Argentine : une réforme des retraites polémique votée dans un climat de violence (Christine Legrand/Le Monde)


Buenos Aires s’est transformée en champ de bataille entre policiers et ceux qui manifestaient contre une loi prévoyant de réduire l’augmentation des pensions et de repousser l’âge de départ à la retraite.

Tirs de policiers contre des manifestants, à Buenos Aires, le 18 décembre. VICTOR R. CAIVANO/AP

Concerts de casseroles, violents affrontements avec la police, poubelles calcinées… Le climat était extrêmement tendu à Buenos Aires, où le gouvernement du président Mauricio Macri a réussi à faire adopter à la Chambre des députés, mardi 19 décembre au petit matin, après plus de douze heures de débat, une réforme controversée du système de calcul des retraites.
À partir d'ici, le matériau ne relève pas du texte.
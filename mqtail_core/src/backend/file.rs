//! Flat-file backend
//!
//! The simplest messaging implementation: every record becomes one line
//! in an append-mode output file. Useful for testing the pipeline and
//! for sites that post-process records offline. Each worker holds its
//! own file handle; `reconnect` reopens the file, which also covers log
//! rotation.

use std::fs::{File, OpenOptions};
use std::io::Write;
use std::path::{Path, PathBuf};

use crate::error::{MqtailError, MqtailResult};

use super::{partition_for_key, MqBackend, MqWorker, SendError};

/// Writes one line per record to a shared append-mode file.
pub struct FileBackend {
    path: PathBuf,
    partitions: u32,
}

impl FileBackend {
    /// `partitions` of 0 disables the partition column; otherwise each
    /// keyed record line is prefixed with its computed partition.
    pub fn new(path: &Path, partitions: u32) -> FileBackend {
        FileBackend {
            path: path.to_path_buf(),
            partitions,
        }
    }

    fn open(&self) -> std::io::Result<File> {
        OpenOptions::new()
            .create(true)
            .append(true)
            .open(&self.path)
    }
}

impl MqBackend for FileBackend {
    fn name(&self) -> &'static str {
        "file"
    }

    fn global_init(&self, nworkers: usize) -> MqtailResult<()> {
        log::info!(
            "file backend: output {} for {} workers",
            self.path.display(),
            nworkers
        );
        Ok(())
    }

    fn init_connections(&self) -> MqtailResult<()> {
        // confirm the output is writable before any worker starts
        self.open().map_err(|e| {
            MqtailError::backend(
                "file",
                format!("cannot open {}: {}", self.path.display(), e),
            )
        })?;
        Ok(())
    }

    fn worker_init(&self, worker_id: usize) -> MqtailResult<Box<dyn MqWorker>> {
        let file = self.open().map_err(|e| {
            MqtailError::backend(
                "file",
                format!("cannot open {}: {}", self.path.display(), e),
            )
        })?;
        Ok(Box::new(FileWorker {
            file,
            path: self.path.clone(),
            partitions: self.partitions,
            worker_id,
        }))
    }

    fn global_shutdown(&self) -> MqtailResult<()> {
        Ok(())
    }
}

struct FileWorker {
    file: File,
    path: PathBuf,
    partitions: u32,
    worker_id: usize,
}

impl FileWorker {
    fn write_record(&mut self, data: &[u8], key: &[u8]) -> std::io::Result<()> {
        let mut line = Vec::with_capacity(data.len() + key.len() + 16);
        if self.partitions > 0 && !key.is_empty() {
            let partition = partition_for_key(key, self.partitions);
            line.extend_from_slice(partition.to_string().as_bytes());
            line.push(b'\t');
        }
        if !key.is_empty() {
            line.extend_from_slice(key);
            line.push(b'\t');
        }
        line.extend_from_slice(data);
        line.push(b'\n');
        self.file.write_all(&line)?;
        self.file.flush()
    }
}

impl MqWorker for FileWorker {
    fn send(&mut self, data: &[u8], key: &[u8]) -> Result<(), SendError> {
        // a failed write leaves the handle suspect: force a reopen
        self.write_record(data, key)
            .map_err(|e| SendError::Fatal(format!("write to {} failed: {}", self.path.display(), e)))
    }

    fn version(&self) -> MqtailResult<String> {
        Ok(format!("file/{}", env!("CARGO_PKG_VERSION")))
    }

    fn client_id(&self) -> MqtailResult<String> {
        Ok(format!("{}#{}", self.path.display(), self.worker_id))
    }

    fn reconnect(&mut self) -> MqtailResult<()> {
        let file = OpenOptions::new()
            .create(true)
            .append(true)
            .open(&self.path)
            .map_err(|e| {
                MqtailError::backend(
                    "file",
                    format!("cannot reopen {}: {}", self.path.display(), e),
                )
            })?;
        self.file = file;
        Ok(())
    }

    fn shutdown(&mut self) -> MqtailResult<()> {
        self.file
            .flush()
            .map_err(|e| MqtailError::backend("file", format!("flush failed: {}", e)))
    }
}

#[cfg(test)]
mod tests {
    use super::*;

    #[test]
    fn test_send_appends_lines() {
        let dir = tempfile::tempdir().unwrap();
        let path = dir.path().join("out");
        let backend = FileBackend::new(&path, 0);
        backend.global_init(2).unwrap();
        backend.init_connections().unwrap();

        let mut w1 = backend.worker_init(1).unwrap();
        let mut w2 = backend.worker_init(2).unwrap();
        w1.send(b"alpha", b"").unwrap();
        w2.send(b"beta", b"0badcafe").unwrap();
        w1.shutdown().unwrap();
        w2.shutdown().unwrap();

        let out = std::fs::read_to_string(&path).unwrap();
        let lines: Vec<&str> = out.lines().collect();
        assert_eq!(lines, vec!["alpha", "0badcafe\tbeta"]);
    }

    #[test]
    fn test_partition_column_for_keyed_records() {
        let dir = tempfile::tempdir().unwrap();
        let path = dir.path().join("out");
        let backend = FileBackend::new(&path, 8);

        let mut w = backend.worker_init(1).unwrap();
        w.send(b"payload", b"0badcafe").unwrap();

        let out = std::fs::read_to_string(&path).unwrap();
        let expected = format!("{}\t0badcafe\tpayload\n", 0x0badcafe_u32 & 7);
        assert_eq!(out, expected);
    }

    #[test]
    fn test_reconnect_reopens_after_rotation() {
        let dir = tempfile::tempdir().unwrap();
        let path = dir.path().join("out");
        let backend = FileBackend::new(&path, 0);

        let mut w = backend.worker_init(1).unwrap();
        w.send(b"before", b"").unwrap();

        // simulate rotation: move the file away, reconnect, send again
        let rotated = dir.path().join("out.1");
        std::fs::rename(&path, &rotated).unwrap();
        w.reconnect().unwrap();
        w.send(b"after", b"").unwrap();

        assert_eq!(std::fs::read_to_string(&rotated).unwrap(), "before\n");
        assert_eq!(std::fs::read_to_string(&path).unwrap(), "after\n");
    }

    #[test]
    fn test_connect_identity_strings() {
        let dir = tempfile::tempdir().unwrap();
        let path = dir.path().join("out");
        let backend = FileBackend::new(&path, 0);
        let w = backend.worker_init(3).unwrap();
        assert!(w.version().unwrap().starts_with("file/"));
        assert!(w.client_id().unwrap().ends_with("#3"));
    }
}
Le vote avait été précédé, la veille, par des protestations de dizaines de milliers de manifestants opposés à la loi, qui avaient dégénéré en émeute devant le Congrès, transformé en champ de bataille. Des scènes de violence et une dure répression policière jamais vues depuis la grave crise financière de 2001 qui avait précipité la chute du président radical Fernando de la Rua, contraint de s’enfuir en hélicoptère du palais présidentiel après seulement deux ans de pouvoir.
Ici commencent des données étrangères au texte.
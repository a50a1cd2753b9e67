//! Minimal blocking IMAP client over rustls.
//!
//! Covers the handful of commands the email adapter needs. All methods block;
//! callers run them inside `spawn_blocking`.

use std::io::{Read, Write};
use std::net::TcpStream;
use std::sync::Arc;
use std::time::Duration;

use rustls::client::danger::{HandshakeSignatureValid, ServerCertVerified, ServerCertVerifier};
use rustls::crypto::CryptoProvider;
use rustls_pki_types::{CertificateDer, ServerName, UnixTime};
use rustls::{ClientConfig, ClientConnection, DigitallySignedStruct, SignatureScheme, StreamOwned};

/// Socket read timeout.
const READ_TIMEOUT: Duration = Duration::from_secs(30);

/// Error type for IMAP operations.
pub type ImapError = Box<dyn std::error::Error + Send + Sync>;

type TlsStream = StreamOwned<ClientConnection, TcpStream>;

/// How TLS is negotiated with the server.
#[derive(Debug, Clone, Copy, PartialEq, Eq)]
pub enum TlsMode {
    /// Plain connect, then `STARTTLS`.
    StartTls,
    /// TLS from the first byte.
    Implicit,
}

/// Connection parameters.
#[derive(Debug, Clone)]
pub struct ImapTarget {
    pub host: String,
    pub port: u16,
    pub tls: TlsMode,
    pub accept_invalid_certs: bool,
}

/// Tagged response: untagged lines, literals in arrival order, and the final
/// status line.
#[derive(Debug, Default)]
pub struct ImapResponse {
    pub lines: Vec<String>,
    pub literals: Vec<Vec<u8>>,
    pub status: String,
}

impl ImapResponse {
    pub fn is_ok(&self) -> bool {
        self.status
            .split_whitespace()
            .nth(1)
            .is_some_and(|s| s.eq_ignore_ascii_case("OK"))
    }
}

/// An authenticated IMAP session.
pub struct ImapSession {
    stream: TlsStream,
    next_tag: u32,
}

impl ImapSession {
    /// Connect, negotiate TLS and log in.
    pub fn connect(target: &ImapTarget, username: &str, password: &str) -> Result<Self, ImapError> {
        let mut tcp = TcpStream::connect((target.host.as_str(), target.port))?;
        tcp.set_read_timeout(Some(READ_TIMEOUT))?;

        let tls_config = client_config(target.accept_invalid_certs)?;
        let server_name = ServerName::try_from(target.host.clone())?;

        let stream = match target.tls {
            TlsMode::Implicit => {
                let conn = ClientConnection::new(tls_config, server_name)?;
                let mut stream = StreamOwned::new(conn, tcp);
                read_line(&mut stream)?;
                stream
            }
            TlsMode::StartTls => {
                read_line(&mut tcp)?;
                tcp.write_all(b"S0 STARTTLS\r\n")?;
                tcp.flush()?;
                loop {
                    let line = read_line(&mut tcp)?;
                    if line.starts_with("S0 ") {
                        if !line.to_ascii_uppercase().starts_with("S0 OK") {
                            return Err(format!("STARTTLS refused: {}", line.trim()).into());
                        }
                        break;
                    }
                }
                let conn = ClientConnection::new(tls_config, server_name)?;
                StreamOwned::new(conn, tcp)
            }
        };

        let mut session = Self {
            stream,
            next_tag: 1,
        };
        let login = session.command(&format!(
            "LOGIN {} {}",
            quote(username),
            quote(password)
        ))?;
        if !login.is_ok() {
            return Err("IMAP login failed".into());
        }
        Ok(session)
    }

    /// `NOOP`; `true` when the session is still usable.
    pub fn noop(&mut self) -> bool {
        self.command("NOOP").map(|r| r.is_ok()).unwrap_or(false)
    }

    pub fn select(&mut self, folder: &str) -> Result<(), ImapError> {
        let resp = self.command(&format!("SELECT {}", quote(folder)))?;
        if resp.is_ok() {
            Ok(())
        } else {
            Err(format!("SELECT {} failed: {}", folder, resp.status.trim()).into())
        }
    }

    /// Sequence numbers of unseen messages in the selected folder.
    pub fn search_unseen(&mut self) -> Result<Vec<u32>, ImapError> {
        let resp = self.command("SEARCH UNSEEN")?;
        Ok(parse_search(&resp.lines))
    }

    /// Full RFC822 bytes of one message, `None` if the server sent no literal.
    pub fn fetch_rfc822(&mut self, seq: u32) -> Result<Option<Vec<u8>>, ImapError> {
        let resp = self.command(&format!("FETCH {} RFC822", seq))?;
        if !resp.is_ok() {
            return Err(format!("FETCH {} failed: {}", seq, resp.status.trim()).into());
        }
        Ok(resp.literals.into_iter().next())
    }

    pub fn mark_seen(&mut self, seq: u32) -> Result<(), ImapError> {
        self.command(&format!("STORE {} +FLAGS (\\Seen)", seq))?;
        Ok(())
    }

    /// Append a message to `folder` with the given flags.
    pub fn append(&mut self, folder: &str, flags: &str, message: &[u8]) -> Result<(), ImapError> {
        let tag = self.tag();
        let cmd = format!(
            "{} APPEND {} ({}) {{{}}}\r\n",
            tag,
            quote(folder),
            flags,
            message.len()
        );
        self.stream.write_all(cmd.as_bytes())?;
        self.stream.flush()?;

        let ready = read_line(&mut self.stream)?;
        if !ready.starts_with('+') {
            return Err(format!("APPEND not accepted: {}", ready.trim()).into());
        }
        self.stream.write_all(message)?;
        self.stream.write_all(b"\r\n")?;
        self.stream.flush()?;

        let resp = self.read_response(&tag)?;
        if resp.is_ok() {
            Ok(())
        } else {
            Err(format!("APPEND failed: {}", resp.status.trim()).into())
        }
    }

    pub fn logout(mut self) {
        let _ = self.command("LOGOUT");
    }

    fn tag(&mut self) -> String {
        let tag = format!("A{}", self.next_tag);
        self.next_tag += 1;
        tag
    }

    /// Send one command and read through its tagged completion.
    pub fn command(&mut self, cmd: &str) -> Result<ImapResponse, ImapError> {
        let tag = self.tag();
        self.stream.write_all(format!("{} {}\r\n", tag, cmd).as_bytes())?;
        self.stream.flush()?;
        self.read_response(&tag)
    }

    fn read_response(&mut self, tag: &str) -> Result<ImapResponse, ImapError> {
        let prefix = format!("{} ", tag);
        let mut resp = ImapResponse::default();
        loop {
            let line = read_line(&mut self.stream)?;
            if line.starts_with(&prefix) {
                resp.status = line;
                return Ok(resp);
            }
            if let Some(len) = literal_len(&line) {
                let mut buf = vec![0u8; len];
                self.stream.read_exact(&mut buf)?;
                resp.literals.push(buf);
            }
            resp.lines.push(line);
        }
    }
}

/// Read one CRLF-terminated line.
fn read_line<R: Read>(reader: &mut R) -> Result<String, ImapError> {
    let mut buf = Vec::new();
    let mut byte = [0u8; 1];
    loop {
        match reader.read(&mut byte) {
            Ok(0) => return Err("IMAP connection closed".into()),
            Ok(_) => {
                buf.push(byte[0]);
                if buf.ends_with(b"\r\n") {
                    return Ok(String::from_utf8_lossy(&buf).into_owned());
                }
            }
            Err(e) => return Err(e.into()),
        }
    }
}

/// Length of a `{N}` literal announced at the end of a response line.
fn literal_len(line: &str) -> Option<usize> {
    let line = line.trim_end();
    let open = line.strip_suffix('}')?.rfind('{')?;
    line[open + 1..line.len() - 1].parse().ok()
}

fn parse_search(lines: &[String]) -> Vec<u32> {
    lines
        .iter()
        .filter_map(|l| l.strip_prefix("* SEARCH"))
        .flat_map(|rest| rest.split_whitespace().filter_map(|n| n.parse().ok()))
        .collect()
}

/// Quote an IMAP string argument.
fn quote(s: &str) -> String {
    format!("\"{}\"", s.replace('\\', "\\\\").replace('"', "\\\""))
}

fn client_config(accept_invalid_certs: bool) -> Result<Arc<ClientConfig>, ImapError> {
    let provider = Arc::new(rustls::crypto::ring::default_provider());
    let builder = ClientConfig::builder_with_provider(provider.clone())
        .with_safe_default_protocol_versions()?;

    let config = if accept_invalid_certs {
        builder
            .dangerous()
            .with_custom_certificate_verifier(Arc::new(AcceptAnyCert { provider }))
            .with_no_client_auth()
    } else {
        let mut roots = rustls::RootCertStore::empty();
        roots.extend(webpki_roots::TLS_SERVER_ROOTS.iter().cloned());
        builder.with_root_certificates(roots).with_no_client_auth()
    };
    Ok(Arc::new(config))
}

/// Accepts any server certificate. Local mail bridges serve self-signed ones.
#[derive(Debug)]
struct AcceptAnyCert {
    provider: Arc<CryptoProvider>,
}

impl ServerCertVerifier for AcceptAnyCert {
    fn verify_server_cert(
        &self,
        _end_entity: &CertificateDer<'_>,
        _intermediates: &[CertificateDer<'_>],
        _server_name: &ServerName<'_>,
        _ocsp_response: &[u8],
        _now: UnixTime,
    ) -> Result<ServerCertVerified, rustls::Error> {
        Ok(ServerCertVerified::assertion())
    }

    fn verify_tls12_signature(
        &self,
        message: &[u8],
        cert: &CertificateDer<'_>,
        dss: &DigitallySignedStruct,
    ) -> Result<HandshakeSignatureValid, rustls::Error> {
        rustls::crypto::verify_tls12_signature(
            message,
            cert,
            dss,
            &self.provider.signature_verification_algorithms,
        )
    }

    fn verify_tls13_signature(
        &self,
        message: &[u8],
        cert: &CertificateDer<'_>,
        dss: &DigitallySignedStruct,
    ) -> Result<HandshakeSignatureValid, rustls::Error> {
        rustls::crypto::verify_tls13_signature(
            message,
            cert,
            dss,
            &self.provider.signature_verification_algorithms,
        )
    }

    fn supported_verify_schemes(&self) -> Vec<SignatureScheme> {
        self.provider
            .signature_verification_algorithms
            .supported_schemes()
    }
}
C’est la première fois sous le gouvernement Macri que des concerts de casseroles ont retenti dans plusieurs quartiers de la capitale – ils se sont répétés dans la soirée de mardi. Plusieurs dizaines de personnes ont été blessées et des dizaines ont été arrêtées. Plus de 1 000 policiers avaient été mobilisés. La plupart des manifestants, rassemblés à l’appel de syndicats et de partis politiques d’opposition, se tenaient pacifiquement jusqu’à l’irruption de centaines de casseurs.

À cela s’est ajoutée la deuxième grève générale lancée par la puissante Confédération générale du travail (CGT) contre le gouvernement, avec transports, commerces, banques et aéroports paralysés dans tout le pays. Déjà, jeudi 14 décembre, des manifestations massives suivies d’affrontements avec la police avaient eu lieu, obligeant à suspendre les débats en séance qui se tenaient au sein du Congrès. « Toute cette violence a été orchestrée, elle n’a pas été spontanée », a déclaré M. Macri.

Avec cette réforme, l’objectif du président argentin est de réduire un lourd déficit budgétaire de 5 milliards d’euros par an. La réforme du calcul des retraites prévoit de réduire l’augmentation des pensions, en l’indexant sur l’indice officiel mesurant l’inflation. Selon l’opposition, cette réforme va entraîner d’importantes coupes dans les retraites et dans certaines allocations familiales. Pour sa part, le gouvernement affirme « vouloir garantir, non pour six mois ou un an, mais pour les prochaines années, une formule qui défend les retraités contre le pire fléau dont ils ont souffert, qui est l’inflation ».

Mais d’après les calculs des experts, l’augmentation des retraites en mars sera de 5,7 % au lieu de 14 % selon le calcul actuel. Pour compenser ce manque à gagner, et en attendant que l’inflation soit jugulée, le gouvernement octroie une allocation de 750 pesos (37 euros) aux retraités ayant cotisé pendant trente ans et dont les pensions sont inférieures à 10 000 pesos (500 euros). La nouvelle loi repousse également l’âge de départ à la retraite de 65 à 70 ans pour les hommes et de 60 à 63 ans pour les femmes.

Au pouvoir depuis tout juste deux ans, et net vainqueur des législatives d’octobre, M. Macri affronte sa première grande crise. Il souhaite, malgré tout, faire approuver d’ici à la fin de l’année deux autres réformes tout aussi polémiques : celle du code du travail et une réforme fiscale.

Alors que l’inflation atteint plus de 20 % par an selon les estimations officielles, les réajustements de salaires et des retraites qui rognent le pouvoir d’achat des plus démunis font l’objet d’un dur affrontement entre le pouvoir exécutif, les syndicats et les partis de gauche. L’opposition accuse M. Macri de pénaliser les secteurs les moins favorisés pour renflouer les caisses de l’Etat.

Les mois de décembre sont traditionnellement chauds en Argentine, non seulement à cause des températures élevées de l’été austral, mais également sur le plan social, avec une recrudescence des manifestations face à un agenda législatif serré avant les fêtes de fin d’année et la trêve estivale.

« Nous serons tous un jour des retraités », rappelaient, lundi, des pancartes arborées par des manifestants, dont beaucoup de jeunes. « Pourquoi s’en prendre aux plus démunis et ne pas chercher l’argent ailleurs, par exemple auprès des juges qui ont des salaires élevés, des pensions de privilège et, de surcroît, sont exonérés d’impôts ? », pointaient certains.